Significant falls in levels of Chinese production have boosted the global poultry industry outlook, according to the latest quarterly survey by market analysts Rabobank.

Chinese production is expected to be down by 5% this year and between 10-15% next year, positively affecting global market conditions following a relatively week first half of the year.

Chinese production drop predicted

The fall in Chinese production, predicted for some time, has come after 18 months of sharp reductions in breeding stock imports due to avian influenza restrictions on key exporters. This is likely to lead to an increase in local prices and more imports of poultry cuts and hatching eggs to China.

The global market situation has also been enhanced by the reduction in Brazilian and US supply growth, which – especially in the US – has led to improved margins. The US has seen operating profit margins average a healthy 11% in the last quarter and Rabobank believes the market will continue to be strong for the rest of the year.

Poultry facing competition from other proteins

The largest concern to the US poultry sector is the increased competition from other proteins with lower beef prices expected to pressure the value equation that poultry has enjoyed in recent years.

Brazil, which gained significant global market share during the avian influenza crisis in the United States, still faces the challenge of a weak domestic market, due to the economic situation and increasing feed prices.

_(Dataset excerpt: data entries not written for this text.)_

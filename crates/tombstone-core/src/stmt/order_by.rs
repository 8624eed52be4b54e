use super::Expr;

#[derive(Debug, Clone, Default, PartialEq)]
pub struct OrderBy {
    pub exprs: Vec<OrderByExpr>,
}

#[derive(Debug, Clone, PartialEq)]
pub struct OrderByExpr {
    pub expr: Expr,

    /// Ascending when `None`
    pub order: Option<Direction>,
}

#[derive(Debug, Clone, Copy, PartialEq, Eq)]
pub enum Direction {
    Asc,
    Desc,
}

impl From<OrderByExpr> for OrderBy {
    fn from(value: OrderByExpr) -> Self {
        OrderBy { exprs: vec![value] }
    }
}
use super::{BuildContext, Clause, ClauseName, Clauses, Dest, StatementModifier, Value};
use crate::{schema::Model, Error};

use chrono::{DateTime, Utc};
use indexmap::IndexMap;
use std::sync::Arc;

/// The kind of SQL a statement produces.
#[derive(Debug, Clone, Copy, PartialEq, Eq)]
pub enum Op {
    Query,
    Create,
    Update,
    Delete,
}

/// A statement being built.
///
/// Callers and statement modifiers add clauses; the processor for the
/// statement's operation then renders them into `sql`. Once `sql` is non-empty
/// the statement is considered built and later build steps leave it alone.
#[derive(Debug, Clone)]
pub struct Statement {
    /// The kind of statement being built
    pub op: Op,

    /// Table the statement targets
    pub table: String,

    /// Schema of the model the statement targets, if any
    pub schema: Option<Arc<Model>>,

    /// Clauses added so far
    pub clauses: Clauses,

    /// Records the statement reads into or writes from
    pub dest: Dest,

    /// The model value the statement was started from. Usually the same
    /// records as `dest`, but batch operations may bind a different set.
    pub model: Dest,

    /// When `true`, statement modifiers must not filter or rewrite the
    /// statement
    pub unscoped: bool,

    /// Allows UPDATE and DELETE statements without any condition
    pub allow_global_update: bool,

    /// Generated SQL. Empty until the statement is built.
    pub sql: String,

    /// Bound parameters referenced by `sql`
    pub params: Vec<Value>,

    /// Column values set while building, see [`Statement::set_column`]
    changes: IndexMap<String, Value>,

    /// First error recorded while building
    error: Option<Error>,

    cx: Arc<BuildContext>,
}

impl Statement {
    pub fn new(op: Op, table: impl Into<String>, cx: Arc<BuildContext>) -> Statement {
        Statement {
            op,
            table: table.into(),
            schema: None,
            clauses: Clauses::default(),
            dest: Dest::None,
            model: Dest::None,
            unscoped: false,
            allow_global_update: false,
            sql: String::new(),
            params: vec![],
            changes: IndexMap::new(),
            error: None,
            cx,
        }
    }

    /// Starts a statement against the table of `model`.
    pub fn for_model(op: Op, model: Arc<Model>, cx: Arc<BuildContext>) -> Statement {
        let mut stmt = Statement::new(op, model.table.clone(), cx);
        stmt.schema = Some(model);
        stmt
    }

    pub fn cx(&self) -> &BuildContext {
        &self.cx
    }

    /// Current time according to the statement's clock.
    pub fn now(&self) -> DateTime<Utc> {
        (self.cx.now)()
    }

    pub fn is_built(&self) -> bool {
        !self.sql.is_empty()
    }

    pub fn clause(&self, name: &ClauseName) -> Option<&Clause> {
        self.clauses.get(name)
    }

    pub fn has_clause(&self, name: &ClauseName) -> bool {
        self.clauses.contains_key(name)
    }

    /// Adds a clause, merging it with an existing clause of the same name.
    ///
    /// # Panics
    ///
    /// If the clause has no intrinsic name. Use [`Statement::insert_clause`]
    /// for markers and custom clauses.
    #[track_caller]
    pub fn add_clause(&mut self, clause: impl Into<Clause>) {
        let clause = clause.into();
        let Some(name) = clause.name() else {
            panic!("clause has no name; clause={clause:#?}");
        };

        match self.clauses.get_mut(&name) {
            Some(existing) => existing.merge(clause),
            None => {
                self.clauses.insert(name, clause);
            }
        }
    }

    /// Adds a clause only when no clause of the same name is present.
    #[track_caller]
    pub fn add_clause_if_not_exists(&mut self, clause: impl Into<Clause>) {
        let clause = clause.into();
        let Some(name) = clause.name() else {
            panic!("clause has no name; clause={clause:#?}");
        };

        self.clauses.entry(name).or_insert(clause);
    }

    /// Stores a clause under an explicit name, replacing any previous one.
    pub fn insert_clause(&mut self, name: ClauseName, clause: Clause) {
        self.clauses.insert(name, clause);
    }

    /// Adds a statement modifier.
    ///
    /// Named modifiers are stored as custom clauses first (merging into an
    /// existing clause of the same name), then every modifier gets to rewrite
    /// the statement.
    pub fn add_modifier(&mut self, modifier: Arc<dyn StatementModifier>) {
        let name = modifier.name();

        if !name.is_empty() {
            let name = ClauseName::named(name);
            match self.clauses.get_mut(&name) {
                Some(clause) => modifier.merge_clause(clause),
                None => {
                    self.clauses.insert(name, Clause::Custom(modifier.clone()));
                }
            }
        }

        modifier.modify_statement(self);
    }

    /// Sets `column` to `value` on every bound record and records the change.
    pub fn set_column(&mut self, column: impl Into<String>, value: impl Into<Value>) {
        let column = column.into();
        let value = value.into();

        for record in self.dest.records_mut() {
            record.insert(column.clone(), value.clone());
        }

        for record in self.model.records_mut() {
            record.insert(column.clone(), value.clone());
        }

        self.changes.insert(column, value);
    }

    /// Returns `true` if `column` was set while building.
    pub fn changed(&self, column: &str) -> bool {
        self.changes.contains_key(column)
    }

    /// Column values set while building, in the order they were set.
    pub fn changes(&self) -> impl Iterator<Item = (&str, &Value)> + '_ {
        self.changes.iter().map(|(k, v)| (k.as_str(), v))
    }

    /// Records an error. Only the first error is kept.
    pub fn add_error(&mut self, err: Error) {
        if self.error.is_none() {
            self.error = Some(err);
        }
    }

    pub fn error(&self) -> Option<&Error> {
        self.error.as_ref()
    }

    pub fn take_error(&mut self) -> Option<Error> {
        self.error.take()
    }

    /// Renders the named clauses into `sql` through the statement's dialect.
    pub fn build(&mut self, clauses: &[ClauseName]) {
        let dialect = self.cx.dialect.clone();
        let mut params = std::mem::take(&mut self.params);
        let sql = dialect.build(self, clauses, &mut params);

        if !self.sql.is_empty() && !sql.is_empty() {
            self.sql.push(' ');
        }
        self.sql.push_str(&sql);
        self.params = params;

        tracing::trace!(sql = %self.sql, params = self.params.len(), "built statement");
    }

    /// Builds the statement with the processor matching its operation.
    pub fn build_op(&mut self) {
        let callbacks = &self.cx.callbacks;
        let clauses = match self.op {
            Op::Query => callbacks.query.clauses.clone(),
            Op::Create => callbacks.create.clauses.clone(),
            Op::Update => callbacks.update.clauses.clone(),
            Op::Delete => callbacks.delete.clauses.clone(),
        };

        self.build(&clauses);
    }
}
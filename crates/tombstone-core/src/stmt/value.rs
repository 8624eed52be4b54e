use super::Type;
use crate::{Error, Result};

use chrono::{DateTime, Utc};

#[derive(Debug, Default, Clone, PartialEq)]
pub enum Value {
    /// Boolean value
    Bool(bool),

    /// Signed 64-bit integer
    I64(i64),

    /// Null value
    #[default]
    Null,

    /// String value
    String(String),

    /// UTC timestamp
    Timestamp(DateTime<Utc>),

    /// A list of values of the same type
    List(Vec<Value>),

    /// A tuple of values, used for composite keys
    Record(Vec<Value>),
}

impl Value {
    pub const fn null() -> Self {
        Self::Null
    }

    pub const fn is_null(&self) -> bool {
        matches!(self, Self::Null)
    }

    pub fn is_list(&self) -> bool {
        matches!(self, Self::List(_))
    }

    /// Returns `true` for values that do not identify anything: null, `0`,
    /// and the empty string. Records with a zero key are skipped when
    /// collecting identity values.
    pub fn is_zero(&self) -> bool {
        match self {
            Self::Null => true,
            Self::I64(v) => *v == 0,
            Self::String(v) => v.is_empty(),
            Self::Record(fields) => fields.iter().all(Value::is_zero),
            _ => false,
        }
    }

    pub fn list_from_vec(items: Vec<Self>) -> Self {
        Self::List(items)
    }

    pub fn record_from_vec(fields: Vec<Self>) -> Self {
        Self::Record(fields)
    }

    pub fn as_bool(&self) -> Option<bool> {
        match self {
            Self::Bool(v) => Some(*v),
            _ => None,
        }
    }

    pub fn as_i64(&self) -> Option<i64> {
        match self {
            Self::I64(v) => Some(*v),
            _ => None,
        }
    }

    pub fn as_str(&self) -> Option<&str> {
        match self {
            Self::String(v) => Some(&**v),
            _ => None,
        }
    }

    pub fn to_bool(self) -> Result<bool> {
        match self {
            Self::Bool(v) => Ok(v),
            value => Err(Error::type_conversion(value, "bool")),
        }
    }

    pub fn to_i64(self) -> Result<i64> {
        match self {
            Self::I64(v) => Ok(v),
            value => Err(Error::type_conversion(value, "i64")),
        }
    }

    pub fn to_string(self) -> Result<String> {
        match self {
            Self::String(v) => Ok(v),
            value => Err(Error::type_conversion(value, "String")),
        }
    }

    pub fn to_option_timestamp(self) -> Result<Option<DateTime<Utc>>> {
        match self {
            Self::Null => Ok(None),
            Self::Timestamp(v) => Ok(Some(v)),
            value => Err(Error::type_conversion(value, "DateTime<Utc>")),
        }
    }

    /// The name of the variant, used in error messages.
    pub fn kind_name(&self) -> &'static str {
        match self {
            Self::Bool(_) => "Bool",
            Self::I64(_) => "I64",
            Self::Null => "Null",
            Self::String(_) => "String",
            Self::Timestamp(_) => "Timestamp",
            Self::List(_) => "List",
            Self::Record(_) => "Record",
        }
    }

    /// Returns `true` if the value can be stored in a column of type `ty`.
    /// Null is accepted by every type.
    pub fn is_a(&self, ty: &Type) -> bool {
        matches!(
            (self, ty),
            (Self::Null, _)
                | (Self::Bool(_), Type::Bool)
                | (Self::I64(_), Type::I64)
                | (Self::String(_), Type::String)
                | (Self::Timestamp(_), Type::Timestamp)
        )
    }
}

impl From<bool> for Value {
    fn from(src: bool) -> Self {
        Self::Bool(src)
    }
}

impl From<i64> for Value {
    fn from(src: i64) -> Self {
        Self::I64(src)
    }
}

impl From<i32> for Value {
    fn from(src: i32) -> Self {
        Self::I64(src as i64)
    }
}

impl From<String> for Value {
    fn from(src: String) -> Self {
        Self::String(src)
    }
}

impl From<&String> for Value {
    fn from(src: &String) -> Self {
        Self::String(src.clone())
    }
}

impl From<&str> for Value {
    fn from(src: &str) -> Self {
        Self::String(src.to_string())
    }
}

impl From<DateTime<Utc>> for Value {
    fn from(src: DateTime<Utc>) -> Self {
        Self::Timestamp(src)
    }
}

impl<T> From<Option<T>> for Value
where
    Value: From<T>,
{
    fn from(value: Option<T>) -> Self {
        match value {
            Some(value) => Self::from(value),
            None => Self::Null,
        }
    }
}

impl TryFrom<Value> for bool {
    type Error = Error;

    fn try_from(value: Value) -> Result<Self> {
        value.to_bool()
    }
}

impl TryFrom<Value> for i64 {
    type Error = Error;

    fn try_from(value: Value) -> Result<Self> {
        value.to_i64()
    }
}

impl TryFrom<Value> for String {
    type Error = Error;

    fn try_from(value: Value) -> Result<Self> {
        value.to_string()
    }
}
use crate::{strategy::companion_sentinel, Flag, QueryClause};

use tombstone_core::{
    schema::Field,
    stmt::{Assignments, Clause, Op, Statement, StatementModifier, Type},
    Error,
};

/// Rewrites a DELETE into an UPDATE that flags the targeted rows.
///
/// The rewritten statement sets the flag (and the companion field, if any),
/// targets the primary keys of the bound records, and skips rows that are
/// already flagged, so deleting twice affects nothing.
#[derive(Debug, Clone)]
pub struct DeleteClause {
    column: String,
    companion: Option<(String, Type)>,
    query: QueryClause,
}

impl DeleteClause {
    pub fn new(field: &Field, query: QueryClause) -> DeleteClause {
        DeleteClause {
            column: field.column_name().to_string(),
            companion: None,
            query,
        }
    }

    pub fn companion(mut self, field: &Field) -> DeleteClause {
        self.companion = Some((field.column_name().to_string(), field.ty));
        self
    }

    fn assignments(&self, stmt: &mut Statement) -> Assignments {
        let mut set = Assignments::with_capacity(2);

        set.set(&self.column, Flag::Deleted);
        stmt.set_column(&self.column, Flag::Deleted);

        if let Some((column, ty)) = &self.companion {
            let value = companion_sentinel(*ty, || stmt.now().into());
            set.set(column, value.clone());
            stmt.set_column(column, value);
        }

        set
    }

    /// Adds key predicates for the bound destination and, when it is a
    /// different set of records, for the model value. Returns `true` if any
    /// predicate was added.
    fn add_key_predicates(stmt: &mut Statement) -> bool {
        let mut added = false;

        if let Some(condition) = stmt.key_condition(&stmt.dest) {
            stmt.and_filter(condition);
            added = true;
        }

        if stmt.dest.is_addressable() && !stmt.model.is_none() && stmt.dest != stmt.model {
            if let Some(condition) = stmt.key_condition(&stmt.model) {
                stmt.and_filter(condition);
                added = true;
            }
        }

        added
    }
}

impl StatementModifier for DeleteClause {
    fn modify_statement(&self, stmt: &mut Statement) {
        if stmt.is_built() || stmt.unscoped {
            return;
        }

        let had_conditions = stmt.has_conditions();
        let keyed = DeleteClause::add_key_predicates(stmt);

        if !keyed && !had_conditions && !stmt.allow_global_update {
            tracing::warn!(table = %stmt.table, "soft delete without key or condition");
            stmt.add_error(Error::missing_where_clause());
            return;
        }

        let set = self.assignments(stmt);
        stmt.add_clause(set);

        self.query.apply(stmt);

        stmt.op = Op::Update;
        stmt.add_clause_if_not_exists(Clause::Update);

        let clauses = stmt.cx().callbacks.update.clauses.clone();
        stmt.build(&clauses);

        tracing::debug!(table = %stmt.table, sql = %stmt.sql, "rewrote delete as soft delete");
    }
}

Strong poultry exports from EU

European Union countries have seen strong exports with volumes rising by 10% (75,000 tonnes), particularly to South Africa, the Philippines, Hong Kong and Ukraine. EU imports also rose by 7% (25,000 tonnes) with Brazil and Thailand keen to push trade to offset local oversupply issues.

The EU poultry industry itself is performing well, although it saw a drop in prices in the last quarter due to high production, higher feed prices and pressured demand, especially in Germany, the EU’s main import market.

New market concepts

The condition have been offset, not just by strong exports, but lower production in the Netherlands and Germany, as the industry changes to new market concepts with slow-growing birds, leading to lower production at existing farms.

Looking ahead at the EU market, Rabobank says sustainability changes in north-western Europe will continue to impact markets, with little growth likely to be seen in key exporting nations, such as Germany and the Netherlands due to restrictions on capacity expansion. New greenfield expansion projects are likely to move eastwards because of cost and regulation advantages, while the Brexit uncertainty will keep UK investment limited for the time being.